Re: [PATCH] iommu/s390: Fix race with release_device ops

From: Niklas Schnelle
Date: Thu Aug 25 2022 - 07:12:19 EST


On Thu, 2022-08-25 at 09:22 +0200, Alexander Gordeev wrote:
> On Wed, Aug 24, 2022 at 04:25:19PM -0400, Matthew Rosato wrote:
> > > > @@ -90,15 +90,39 @@ static int s390_iommu_attach_device(struct iommu_domain *domain,
> > > > struct zpci_dev *zdev = to_zpci_dev(dev);
> > > > struct s390_domain_device *domain_device;
> > > > unsigned long flags;
> > > > - int cc, rc;
> > > > + int cc, rc = 0;
> > > > if (!zdev)
> > > > return -ENODEV;
> > > > + /* First check compatibility */
> > > > + spin_lock_irqsave(&s390_domain->list_lock, flags);
> > > > + /* First device defines the DMA range limits */
> > > > + if (list_empty(&s390_domain->devices)) {
> > > > + domain->geometry.aperture_start = zdev->start_dma;
> > > > + domain->geometry.aperture_end = zdev->end_dma;
> > > > + domain->geometry.force_aperture = true;
> > > > + /* Allow only devices with identical DMA range limits */
> > > > + } else if (domain->geometry.aperture_start != zdev->start_dma ||
> > > > + domain->geometry.aperture_end != zdev->end_dma) {
> > > > + rc = -EINVAL;
> > > > + }
> > > > + spin_unlock_irqrestore(&s390_domain->list_lock, flags);
> > > > + if (rc)
> > > > + return rc;
> > > > +
> > > > domain_device = kzalloc(sizeof(*domain_device), GFP_KERNEL);
> > > > if (!domain_device)
> > > > return -ENOMEM;
> > > > + /* Leave now if the device has already been released */
> > > > + spin_lock_irqsave(&zdev->dma_domain_lock, flags);
> > > > + if (!dev_iommu_priv_get(dev)) {
> > > > + spin_unlock_irqrestore(&zdev->dma_domain_lock, flags);
> > > > + kfree(domain_device);
> > > > + return 0;
> > > > + }
> > > > +
> > > > if (zdev->dma_table && !zdev->s390_domain) {
> > > > cc = zpci_dma_exit_device(zdev);
> > > > if (cc) {
> > >
> > > Am I wrong?

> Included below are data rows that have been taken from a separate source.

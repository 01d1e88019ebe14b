//! Rating endpoints.
//!
//! - `POST /api/v1/ratings` - Rate a toilet (1-5, once per user)
//! - `GET|PUT|DELETE /api/v1/ratings/{id}`

use axum::{
    extract::{Path, State},
    http::StatusCode,
    routing::{get, post},
    Json, Router,
};
use uuid::Uuid;

use crate::error::Result;
use crate::models::{CreateRatingRequest, DeleteResponse, RatingResponse, UpdateRatingRequest};
use crate::state::AppState;

async fn create_rating(
    State(state): State<AppState>,
    Json(request): Json<CreateRatingRequest>,
) -> Result<(StatusCode, Json<RatingResponse>)> {
    let rating = state.ratings.create(request)?;
    Ok((StatusCode::CREATED, Json(rating)))
}

async fn get_rating(
    State(state): State<AppState>,
    Path(id): Path<Uuid>,
) -> Result<Json<RatingResponse>> {
    Ok(Json(state.ratings.get(id)?))
}

async fn update_rating(
    State(state): State<AppState>,
    Path(id): Path<Uuid>,
    Json(request): Json<UpdateRatingRequest>,
) -> Result<Json<RatingResponse>> {
    Ok(Json(state.ratings.update(id, request)?))
}

async fn delete_rating(
    State(state): State<AppState>,
    Path(id): Path<Uuid>,
) -> Result<Json<DeleteResponse>> {
    state.ratings.delete(id)?;
    Ok(Json(DeleteResponse::new("Rating", id)))
}

/// Create rating routes
pub fn rating_routes() -> Router<AppState> {
    Router::new().route("/", post(create_rating)).route(
        "/{id}",
        get(get_rating).put(update_rating).delete(delete_rating),
    )
}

It seems to me that zpci_dma_exit_device here is called with the spin_lock locked but this function zpci_dma_exit_device calls vfree which may sleep.
> > >
> >
> > Oh, good point, I just enabled lockdep to verify that.
> >
> > I think we could just replace this with a mutex instead, it's not a performance path. I've been running tests successfully today with this patch modified to instead use a mutex for dma_domain_lock.
>
> But your original version uses irq-savvy spinlocks.
> Are there data that need to be protected against interrupts?
>
> Thanks!

I think that was a carry over from my original attempt that used the
zdev->dma_domain_lock in some more places including in interrupt
context. I think these are gone now so I think Matt is right in his
version this can be a mutex.